Gelişmiş Arama
Ziyaret
16104
Güncellenme Tarihi: 2014/09/06
Soru Özeti
Acaba cennetlik olan bir kimse hurilerle evlenecek mi ve her bir hurinin tek bir kocası mı olacak? Acaba kadınlar için de erkek türünden huriler var mı?
Soru
Acaba erkekler cennete, cennetteki hurilerle evlenecekler mi? Her bir Hurinin tek bir kocası mı olacak? Acaba kadınlar için de erkek türünden huriler var mı?
Kısa Cevap
Allah’ın nimetlerinden birisi iyi işler ve Allaha olan imanın mükafatı olarak cennet ve cennetin nimetleridir. Cennete girmek için erkek ile kadın arasında fark yok. Cennette Allah’ın mükâfatlarından birisi “Huru’l Ayn”dir. Kur’an’ı kerim ve rivayetlerde bu nimete işaret etmişlerdir. Genel müfessirlerin söylediğine göre cennette evlilik yok ve “Hurul Ayn”le evlenmek, “Hurul Ayn’ler ile beraber olmak ve onların Allah tarafından insanlara verilen ilahi bir nimet anlamında tefsir edilmiştir.
Hakeza, cennette kadınların birkaç tane koca etmesi hakkında icmalen şöyle denilmesi gerekiyor: ayetler ve rivayetler mecmuasından şöyle istifade edebiliriz: cennete giren mümin bayanlar böyle bir istekte bulunmuyorlar, her ne kadar eğer isteseler onların ihtiyarine veriliyor.
 
Ayrıntılı Cevap
Mümin ve takva sahibi olan kullar için dikkate alınan nimetlerden birisi ebedi cennet ve cennetin nimetleridir. Elbette Allah’ın onlardan razı olması en büyük mükâfattır. İnsanın cennete girmesine neden olan tek şey bu dünyada getirmiş olan iman ve yapılmış olduğu salih ameldir. İnsanın imanı ve salih amelleri ne kadar fazla olursa onun cennetteki makamı daha da yüksektir. Bu bağlamda erkek ile bayan arasında fark yok. Böylesi makamlara her insan ulaşabilir. Allah u Teâlâ bu konuda şöyle buyuruyor: “Kim bir kötülük yaparsa, ancak onun kadar ceza görür. Kadın veya erkek, kim, mü'min olarak salih bir amel işlerse, işte onlar cennete girecek ve orada hesapsız olarak rızıklandırılacaklardır[1]

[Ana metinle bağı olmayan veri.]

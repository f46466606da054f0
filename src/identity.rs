//! Per-installation user id used to address the backend terminal.
//!
//! The id is `<uuid v4>:<unix millis>`, created on first use and kept in a
//! small key-value store so every run talks to the same container.

use std::collections::BTreeMap;
use std::path::PathBuf;
use std::time::{SystemTime, UNIX_EPOCH};

use tracing::{debug, info};
use uuid::Uuid;

use crate::error::{AppError, Result};

/// Key under which the id is stored.
pub const USER_ID_KEY: &str = "userId";

/// Minimal persistent string map.
pub trait KeyValueStore {
    fn get(&self, key: &str) -> Result<Option<String>>;
    fn set(&mut self, key: &str, value: &str) -> Result<()>;
    fn remove(&mut self, key: &str) -> Result<()>;
}

/// In-memory store.
#[cfg(test)]
#[derive(Debug, Default)]
pub struct MemoryStore {
    entries: BTreeMap<String, String>,
}

#[cfg(test)]
impl MemoryStore {
    pub fn new() -> Self {
        Self::default()
    }
}

#[cfg(test)]
impl KeyValueStore for MemoryStore {
    fn get(&self, key: &str) -> Result<Option<String>> {
        Ok(self.entries.get(key).cloned())
    }

    fn set(&mut self, key: &str, value: &str) -> Result<()> {
        self.entries.insert(key.to_string(), value.to_string());
        Ok(())
    }

    fn remove(&mut self, key: &str) -> Result<()> {
        self.entries.remove(key);
        Ok(())
    }
}

/// JSON object on disk, rewritten on every change.
#[derive(Debug)]
pub struct FileStore {
    path: PathBuf,
}

impl FileStore {
    pub fn new(path: impl Into<PathBuf>) -> Self {
        Self { path: path.into() }
    }

    /// `<data dir>/xoblas/identity.json`.
    pub fn default_path() -> Option<PathBuf> {
        dirs::data_dir().map(|dir| dir.join("xoblas").join("identity.json"))
    }

    fn read_map(&self) -> Result<BTreeMap<String, String>> {
        match std::fs::read_to_string(&self.path) {
            Ok(text) if text.trim().is_empty() => Ok(BTreeMap::new()),
            Ok(text) => serde_json::from_str(&text).map_err(|e| {
                AppError::Config(format!("{}: {e}", self.path.display()))
            }),
            Err(e) if e.kind() == std::io::ErrorKind::NotFound => Ok(BTreeMap::new()),
            Err(e) => Err(e.into()),
        }
    }

    fn write_map(&self, map: &BTreeMap<String, String>) -> Result<()> {
        if let Some(parent) = self.path.parent() {
            std::fs::create_dir_all(parent)?;
        }
        std::fs::write(&self.path, serde_json::to_string_pretty(map)?)?;
        Ok(())
    }
}

impl KeyValueStore for FileStore {
    fn get(&self, key: &str) -> Result<Option<String>> {
        Ok(self.read_map()?.remove(key))
    }

    fn set(&mut self, key: &str, value: &str) -> Result<()> {
        let mut map = self.read_map()?;
        map.insert(key.to_string(), value.to_string());
        self.write_map(&map)
    }

    fn remove(&mut self, key: &str) -> Result<()> {
        let mut map = self.read_map()?;
        if map.remove(key).is_some() {
            self.write_map(&map)?;
        }
        Ok(())
    }
}

/// Hands out the stable user id, creating it on first request.
#[derive(Debug)]
pub struct IdentityProvider<K: KeyValueStore> {
    store: K,
}

impl<K: KeyValueStore> IdentityProvider<K> {
    pub fn new(store: K) -> Self {
        Self { store }
    }

    pub fn get_or_create(&mut self) -> Result<String> {
        if let Some(id) = self.store.get(USER_ID_KEY)? {
            if !id.is_empty() {
                debug!(user_id = %id, "reusing stored user id");
                return Ok(id);
            }
        }
        let id = generate_user_id();
        self.store.set(USER_ID_KEY, &id)?;
        info!(user_id = %id, "created user id");
        Ok(id)
    }

    /// Forget the stored id; the next `get_or_create` makes a new one.
    pub fn reset(&mut self) -> Result<()> {
        info!("resetting user id");
        self.store.remove(USER_ID_KEY)
    }
}

fn generate_user_id() -> String {
    let millis = SystemTime::now()
        .duration_since(UNIX_EPOCH)
        .map(|d| d.as_millis())
        .unwrap_or(0);
    format!("{}:{millis}", Uuid::new_v4())
}
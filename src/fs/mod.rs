//! Local file mirror of the container's main file.

pub mod mirror;
pub mod watcher;
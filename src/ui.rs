use ratatui::{
    layout::{Constraint, Layout, Rect},
    style::Style,
    widgets::{Block, Borders},
    Frame,
};

use crate::app::App;
use crate::components::status_bar::StatusBarWidget;
use crate::components::terminal::TerminalWidget;

/// Rows taken by the status bar.
const STATUS_HEIGHT: u16 = 1;
/// Columns and rows taken by the terminal panel border.
const BORDER: u16 = 2;

/// Terminal grid size (cols, rows) for a screen `width` x `height`.
pub fn terminal_area_size(width: u16, height: u16) -> (u16, u16) {
    (
        width.saturating_sub(BORDER),
        height.saturating_sub(BORDER + STATUS_HEIGHT),
    )
}

fn split(area: Rect) -> (Rect, Rect) {
    let [terminal, status] =
        Layout::vertical([Constraint::Min(0), Constraint::Length(STATUS_HEIGHT)]).areas(area);
    (terminal, status)
}

/// Render the application UI.
pub fn render(app: &mut App, frame: &mut Frame) {
    let (terminal_area, status_area) = split(frame.area());

    let block = Block::default()
        .title(" xoblas ")
        .borders(Borders::ALL)
        .border_style(Style::default().fg(app.theme.border_focused_fg))
        .style(Style::default().bg(app.theme.terminal_bg));

    let terminal = TerminalWidget::new(app.session.surface(), &app.theme, app.scroll_offset == 0)
        .scroll_offset(app.scroll_offset)
        .block(block);
    frame.render_widget(terminal, terminal_area);

    let identity = app.identity_label();
    let mut status = StatusBarWidget::new(app.connection, &app.theme)
        .ready(app.session.is_ready())
        .raw_mode(app.session.raw_mode())
        .tree_count(app.tree_count);
    if let Some(ref identity) = identity {
        status = status.identity(identity);
    }
    if let Some((ref msg, is_error, _)) = app.status_message {
        status = status.status_message(msg, is_error);
    }
    frame.render_widget(status, status_area);
}
impl<S: TerminalSurface, T: Transport> TerminalSession<S, T> {
    pub fn new(surface: S, transport: T, options: SessionOptions) -> Self {
        Self {
            surface,
            transport,
            prompt: Prompt::minimal(),
            identity: None,
            line: LineBuffer::new(),
            cursor: 0,
            history: History::new(options.history_size),
            oracle: CursorOracle::new(options.query_timeout, options.max_pending_inputs),
            reconciler: Reconciler::new(),
            negotiator: ResizeNegotiator::new(),
            paste_requested: false,
        }
    }

    pub fn surface(&self) -> &S {
        &self.surface
    }

    pub fn identity(&self) -> Option<&SessionIdentity> {
        self.identity.as_ref()
    }

    pub fn is_ready(&self) -> bool {
        self.reconciler.is_ready()
    }

    pub fn raw_mode(&self) -> bool {
        self.reconciler.raw_mode()
    }

    /// Keyboard bytes (xterm encoding) or a reply produced by the surface.
    pub fn handle_input(&mut self, data: &str) {
        self.accept_input(data);
        self.pump(Instant::now());
    }

    /// A raw text frame from the backend. File and tree frames are returned
    /// for the caller to route.
    pub fn on_message(&mut self, text: &str) -> Option<Dispatch> {
        let message = protocol::decode(text)?;
        let dispatch = match message {
            InboundMessage::Command(command) => {
                self.apply_command(&command);
                None
            }
            InboundMessage::File(file) => {
                self.reconciler.on_file();
                Some(Dispatch::File(file))
            }
            InboundMessage::Xoblas(tree) => {
                // The tree is the only reply an `xoblas` command gets.
                if !self.reconciler.raw_mode() {
                    self.finish_command();
                }
                Some(Dispatch::Tree(tree.file_structure))
            }
            InboundMessage::Event(payload) => {
                debug!(%payload, "backend event ignored");
                None
            }
        };
        if self.reconciler.take_ready_transition() {
            self.flush_size();
        }
        self.pump(Instant::now());
        dispatch
    }

    /// Result of a clipboard read started after a paste request.
    pub fn on_paste(&mut self, result: std::result::Result<String, String>) {
        let text = match result {
            Ok(text) => text,
            Err(err) => {
                warn!(error = %err, "clipboard read failed");
                return;
            }
        };
        if self.reconciler.raw_mode() {
            self.forward_raw(&text);
            return;
        }
        let text = sanitize_paste(&text);
        if text.is_empty() {
            return;
        }
        self.oracle.enqueue(text);
        self.pump(Instant::now());
    }

    /// `true` once after the user asked to paste from the clipboard.
    pub fn take_paste_request(&mut self) -> bool {
        std::mem::take(&mut self.paste_requested)
    }

    /// Expire an overdue cursor query.
    pub fn tick(&mut self, now: Instant) {
        if let Some(input) = self.oracle.expire(now) {
            self.dispatch(input, None);
        }
        self.pump(now);
    }

    /// Apply a fitted `(cols, rows)` observation.
    pub fn resize(&mut self, cols: u16, rows: u16) {
        if !self.negotiator.observe(cols, rows) {
            return;
        }
        self.surface.resize(cols, rows);
        if !self.reconciler.is_ready() {
            debug!(cols, rows, "resized locally, backend not ready");
            return;
        }
        if !self.reconciler.raw_mode() {
            self.redraw_line();
        }
        if let Err(err) = self.send(&OutboundMessage::Resize { cols, rows }) {
            warn!(error = %err, "resize not sent");
        }
    }

    /// Write a status line of our own, e.g. connection changes.
    pub fn notice(&mut self, text: &str) {
        if self.reconciler.line_open() {
            self.surface.write(CRLF);
        }
        self.surface.writeln(text);
        self.reconciler.close_line();
    }

    /// Send new contents of the container's main file.
    pub fn save_file(&mut self, content: String) -> Result<()> {
        self.send(&OutboundMessage::WriteFile { content })
    }

    /// Forget all per-connection state.
    pub fn reset(&mut self) {
        self.oracle.reset();
        self.reconciler.reset();
        self.line.clear();
        self.cursor = 0;
        self.identity = None;
        self.prompt = Prompt::minimal();
        self.paste_requested = false;
        info!("terminal session reset");
    }

    fn send(&mut self, message: &OutboundMessage) -> Result<()> {
        if !self.reconciler.is_ready() {
            return Err(AppError::Transport("environment not ready".into()));
        }
        self.transport.send(message)
    }

    fn accept_input(&mut self, data: &str) {
        if let Some(position) = parse_report(data) {
            match self.oracle.on_report() {
                Report::Answer(input) => self.dispatch(input, Some(position)),
                Report::Late => debug!("discarding late cursor report"),
                Report::Unsolicited if self.reconciler.raw_mode() => self.forward_raw(data),
                Report::Unsolicited => debug!("discarding unsolicited cursor report"),
            }
            return;
        }
        if self.reconciler.raw_mode() {
            self.forward_raw(data);
            return;
        }
        if self.oracle.enqueue(data.to_string()) {
            debug!(pending = self.oracle.pending(), "input queued");
        }
    }

    /// Release or query queued inputs and feed surface replies back in until
    /// nothing is left to do.
    fn pump(&mut self, now: Instant) {
        loop {
            if self.oracle.quarantined(now) {
                while let Some(input) = self.oracle.pop_estimated() {
                    self.dispatch(input, None);
                }
            } else if self.oracle.start_query(now) {
                self.surface.write(QUERY_CURSOR);
            }
            let replies = self.surface.take_replies();
            if replies.is_empty() {
                break;
            }
            for reply in replies {
                self.accept_input(&reply);
            }
        }
    }

    fn forward_raw(&mut self, data: &str) {
        let message = OutboundMessage::Input {
            special_key: SpecialKey::from_data(data).as_str().to_string(),
            data: data.to_string(),
        };
        if let Err(err) = self.send(&message) {
            debug!(error = %err, "raw input dropped");
        }
    }

    fn dispatch(&mut self, input: PendingInput, position: Option<CursorPosition>) {
        if self.reconciler.raw_mode() {
            self.forward_raw(&input.data);
            return;
        }
        let rel = self.resolve_cursor(position);
        debug!(seq = input.seq, rel, "applying input");
        self.apply_key(&input.data, rel);
    }

    /// Relative cursor from a report, or the tracked one when there is no
    /// report or the line wraps (a single-row column says nothing then).
    fn resolve_cursor(&self, position: Option<CursorPosition>) -> usize {
        let Some(position) = position else {
            return self.cursor;
        };
        if self.prompt.visible_len + self.line.len() >= self.surface.cols() as usize {
            return self.cursor;
        }
        let rel = position.x.saturating_sub(self.prompt.visible_len);
        if rel != self.cursor {
            debug!(reported = rel, tracked = self.cursor, "cursor drift");
        }
        rel
    }

    fn apply_key(&mut self, data: &str, rel: usize) {
        let key = classify(data);
        match key {
            KeyInput::Enter => return self.submit(),
            KeyInput::Paste => {
                self.paste_requested = true;
                return;
            }
            KeyInput::Unknown => {
                debug!(?data, "unhandled key");
                return;
            }
            _ => {}
        }

        let out: &mut dyn TerminalSurface = &mut self.surface;
        let line = &mut self.line;
        self.cursor = match key {
            KeyInput::Text(text) => line.insert(rel, &text, out),
            KeyInput::Backspace => line.backspace(rel, out),
            KeyInput::Delete => line.delete(rel, out),
            KeyInput::Left => line.move_left(rel, out),
            KeyInput::Right => line.move_right(rel, out),
            KeyInput::Home => line.home(rel, out),
            KeyInput::End => line.end(rel, out),
            KeyInput::WordLeft => line.word_left(rel, out),
            KeyInput::WordRight => line.word_right(rel, out),
            KeyInput::Up => match self.history.previous(&line.as_string()) {
                Some(entry) => line.replace(rel, entry, out),
                None => rel,
            },
            KeyInput::Down => match self.history.next() {
                Some(entry) => line.replace(rel, entry, out),
                None => rel,
            },
            KeyInput::Enter | KeyInput::Paste | KeyInput::Unknown => rel,
        };
    }

    fn submit(&mut self) {
        let command = self.line.take().trim().to_string();
        self.cursor = 0;
        self.surface.write(CRLF);
        self.reconciler.close_line();
        self.history.push(&command);
        info!(%command, "submitting command");
        if let Err(err) = self.send(&OutboundMessage::Command { command }) {
            warn!(error = %err, "command not sent");
            self.surface.writeln(NOT_CONNECTED);
            self.draw_prompt();
        }
    }

    fn apply_command(&mut self, command: &CommandMessage) {
        let plan = self.reconciler.on_command(command);
        self.surface.write(&command.output);
        if plan == OutputPlan::ForwardAndReset {
            self.identity = Some(SessionIdentity::from_message(command));
            self.finish_command();
        }
    }

    /// Close any open output line and start a fresh prompt.
    fn finish_command(&mut self) {
        if self.reconciler.line_open() {
            self.surface.write(CRLF);
        }
        self.line.clear();
        self.cursor = 0;
        self.draw_prompt();
    }

    fn draw_prompt(&mut self) {
        self.prompt = create_prompt(self.surface.cols() as usize, self.identity.as_ref());
        self.surface.write(&self.prompt.text);
        self.surface.write(SAVE_CURSOR);
        self.reconciler.note_output(&self.prompt.text);
    }

    /// Re-render prompt and line in place after a width change.
    fn redraw_line(&mut self) {
        self.surface.write(CLEAR_LINE);
        self.draw_prompt();
        self.line.echo(self.cursor, &mut self.surface);
    }

    fn flush_size(&mut self) {
        let Some((cols, rows)) = self.negotiator.last() else {
            return;
        };
        if let Err(err) = self.send(&OutboundMessage::Resize { cols, rows }) {
            warn!(error = %err, "initial size not sent");
        }
    }
}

Cennet teklif yeri değildir; zira teklifin var olmasıyla başka bir cennet ve başka bir cehennem olması gerekiyor ki yapacağı yeni amellerinin neticesini orada bulabilsin. Bu durum böylesine sonsuza dek devam edecektir. Oysa Allah cennetin tüm nimetlerini, bu dünyada getirilmiş iman ve yapılmış amellerin mükâfatı olarak beyan etmiştir. Ayet ve rivayetlerin mecmuasından anlaşılıyor ki cennete girenler her ne isteseler ihtiyarlarına veriliyor. “Şüphesiz "Rabbimiz Allah'tır" deyip de, sonra dosdoğru olanlar var ya, onların üzerine akın akın melekler iner ve derler ki: "Korkmayın, üzülmeyin, size (dünyada iken) va'dedilmekte olan cennetle sevinin”.[2] Cennetin nimetlerinden birisi de    “Hurul Ayn”dir ki cennete giren mümin erkeklerin ihtiyarine veriliyor.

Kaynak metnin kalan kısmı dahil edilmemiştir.